In both situations, the company will be at a financial loss, but if a threat actor gains entry into the network, they can cause far more damage and even fly under the radar more easily.

This year’s IC3, an annual report released by the FBI, shows just how costly and impactful these threats are.

“In 2018, the IC3 received 20,373 BEC/E-mail Account Compromise (EAC) complaints with adjusted losses of over $1.2 billion. BEC/EAC is a sophisticated scam targeting both businesses and individuals performing wire transfer payments. The scam is frequently carried out when a subject compromises legitimate business e-mail accounts through social engineering or computer intrusion techniques to conduct unauthorized transfers of funds.”

According to this year’s Phishing Trends and Intelligence report, among the most targeted industries are cloud storage brands (12.6%), email providers (24.1%), payment services (11.1%), and SaaS products (7.2%). This doesn’t mean that threat actors are targeting the employees of the brands (though that is also the case), but more so the users of them. For example, Dropbox or Adobe products may be used in a phishing lure, just as an Office 365 logo may be added to another.

Take for example this warning notice from the FTC last year that vaguely mentions a brand being impersonated, sending out a fake invoice tied to their service, and then promptly stealing the victim’s credentials when being prompted to login.

The IC3 report goes on to detail some of the components involved in these BEC attacks:

“BEC and EAC are constantly evolving as scammers become more sophisticated. Through the years, the scam has seen personal emails compromised, vendor emails compromised, spoofed lawyer email accounts, requests for W-2 information, and the targeting of the real estate sector.”

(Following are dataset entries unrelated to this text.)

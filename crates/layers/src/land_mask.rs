use foundation::math::{Vec3, unit_to_equirect_uv};
use runtime::{LandPolarity, VisualizationConfig};
use scene::PointField;
use scene::routes::EndpointSource;
use tracing::{info, warn};

use crate::raster::{RasterError, RasterImage};

/// Brightness test deciding which point-field entries overlie land.
#[derive(Debug, Copy, Clone, PartialEq)]
pub struct LandMask {
    pub threshold: u8,
    pub polarity: LandPolarity,
    /// Radius accepted points are scaled to (globe radius + surface offset).
    pub radius: f64,
}

impl LandMask {
    pub fn from_config(config: &VisualizationConfig) -> Self {
        Self {
            threshold: config.land_threshold,
            polarity: config.land_polarity,
            radius: config.land_radius(),
        }
    }

    pub fn is_land(&self, sample: u8) -> bool {
        match self.polarity {
            LandPolarity::DarkIsLand => sample < self.threshold,
            LandPolarity::BrightIsLand => sample > self.threshold,
        }
    }

    /// Keeps the points whose raster sample passes the land test, scaled to
    /// the land radius, in point-field order.
    ///
    /// If the raster is unavailable every point is kept so the globe still
    /// shows a point cloud.
    pub fn classify(
        &self,
        points: &PointField,
        raster: Result<&RasterImage, &RasterError>,
    ) -> LandPoints {
        let raster = match raster {
            Ok(raster) => raster,
            Err(err) => {
                warn!(%err, points = points.len(), "land raster unavailable, keeping all points");
                return LandPoints::from_points(points.scaled(self.radius), true);
            }
        };

        let land = points
            .points()
            .iter()
            .filter(|p| self.is_land(raster.sample_uv(unit_to_equirect_uv(**p))))
            .map(|p| *p * self.radius);
        let land = LandPoints::from_points(land, false);
        info!(land = land.len(), of = points.len(), "classified land points");
        land
    }
}

/// Land point positions as a flat `[x0, y0, z0, x1, ...]` buffer ready for
/// upload, plus the point count.
#[derive(Debug, Clone, PartialEq, Default)]
pub struct LandPoints {
    positions: Vec<f32>,
    count: usize,
    unfiltered: bool,
}

impl LandPoints {
    fn from_points(points: impl Iterator<Item = Vec3>, unfiltered: bool) -> Self {
        let positions: Vec<f32> = points.flat_map(|p| p.to_f32_array()).collect();
        Self {
            count: positions.len() / 3,
            positions,
            unfiltered,
        }
    }

    pub fn as_slice(&self) -> &[f32] {
        &self.positions
    }

    pub fn len(&self) -> usize {
        self.count
    }

    pub fn is_empty(&self) -> bool {
        self.count == 0
    }

    /// `true` when the raster was unavailable and nothing was filtered out.
    pub fn is_unfiltered(&self) -> bool {
        self.unfiltered
    }

    pub fn point(&self, index: usize) -> Vec3 {
        let p = &self.positions[index * 3..index * 3 + 3];
        Vec3::new(p[0] as f64, p[1] as f64, p[2] as f64)
    }
}

impl EndpointSource for LandPoints {
    fn endpoint_count(&self) -> usize {
        self.len()
    }

    fn endpoint(&self, index: usize) -> Vec3 {
        self.point(index)
    }
}

#[cfg(test)]
mod tests {
    use super::LandMask;
    use crate::raster::{RasterError, RasterImage};
    use approx::assert_abs_diff_eq;
    use runtime::{DeviceClass, LandPolarity, VisualizationConfig};
    use scene::PointField;

    fn mask() -> LandMask {
        LandMask::from_config(&VisualizationConfig::for_device(DeviceClass::Full))
    }

    fn uniform(value: u8) -> RasterImage {
        RasterImage::from_luma(64, 32, vec![value; 64 * 32]).unwrap()
    }

    /// Left half (u < 0.5, i.e. x < 0 on the sphere) dark, right half bright.
    fn half_dark() -> RasterImage {
        let (w, h) = (64u32, 32u32);
        let pixels = (0..h)
            .flat_map(|_| (0..w).map(move |col| if col < w / 2 { 20 } else { 230 }))
            .collect();
        RasterImage::from_luma(w, h, pixels).unwrap()
    }

    #[test]
    fn all_bright_raster_yields_no_land() {
        let field = PointField::fibonacci(1000);
        let land = mask().classify(&field, Ok(&uniform(255)));
        assert!(land.is_empty());
        assert!(land.as_slice().is_empty());
        assert!(!land.is_unfiltered());
    }

    #[test]
    fn missing_raster_keeps_every_point() {
        let field = PointField::fibonacci(1000);
        let err = RasterError::Timeout(8_000);
        let land = mask().classify(&field, Err(&err));
        assert_eq!(land.len(), 1000);
        assert_eq!(land.as_slice().len(), 3000);
        assert!(land.is_unfiltered());
    }

    #[test]
    fn land_points_sit_at_land_radius() {
        let field = PointField::fibonacci(500);
        let m = mask();
        let land = m.classify(&field, Ok(&uniform(0)));
        assert_eq!(land.len(), 500);
        for i in 0..land.len() {
            assert_abs_diff_eq!(land.point(i).length(), m.radius, epsilon = 1e-6);
        }
    }

    #[test]
    fn classification_follows_the_raster() {
        let field = PointField::fibonacci(2000);
        let land = mask().classify(&field, Ok(&half_dark()));
        assert!(land.len() > 900 && land.len() < 1100, "land = {}", land.len());
        for i in 0..land.len() {
            assert!(land.point(i).x <= 1e-6, "point {i} is on the bright half");
        }
    }

    #[test]
    fn polarity_inverts_the_selection() {
        let field = PointField::fibonacci(2000);
        let raster = half_dark();
        let dark = mask().classify(&field, Ok(&raster));
        let bright = LandMask {
            polarity: LandPolarity::BrightIsLand,
            ..mask()
        }
        .classify(&field, Ok(&raster));
        assert_eq!(dark.len() + bright.len(), field.len());
    }

    #[test]
    fn classify_is_idempotent() {
        let field = PointField::fibonacci(1500);
        let raster = half_dark();
        let a = mask().classify(&field, Ok(&raster));
        let b = mask().classify(&field, Ok(&raster));
        assert_eq!(a, b);
    }

    #[test]
    fn threshold_is_strict() {
        let m = mask();
        assert!(m.is_land(m.threshold - 1));
        assert!(!m.is_land(m.threshold));
    }
}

Even internally here at PhishLabs, we too saw one of the more popular scams that attempted to spoof a companies CEO. An email that appeared to be sent from our CEO was sent to numerous members of our team, had a simple opening line without a link, and prompted the victim to have a text-based message on their phone. The goal? Gift cards. Nobody in the company fell for it; however, given the prevalence of the attack, it’s likely other’s have.

Invoice Scams in the Wild

The following are just a few of the reported invoice scams that have made a real-world impact.

Tech Targets: By impersonating Quanta Computer, a vendor that both Google and Facebook use, a threat actor from Lithuania nabbed $123 million.

“The scheme also involved fake invoices, contracts, and letters that increased the chances of targeted employees agreeing to send money to the specified accounts.” a Security Week report stated.

Inside Job: An employee on the accounting team for Kia abused her role and knowledge of processes to embezzle nearly $1 million in funds by issuing fake invoices.

Scamming the Church: Would you pay to use some of the features on social media? That is what one particular threat actor tried to do and targeted Zion Lutheran Church in Texas. It wasn’t very effective.

Yellow Pages Scam: Remember when people relied on Yellow Book for listings and businesses had to pay a lot to advertise there? Those days are gone, but the scams still float around. A Wisconsin-based Farmer’s Insurance was targeted by such as scam and a fake invoice, but this time was supposedly from a collections agency looking for just under $500.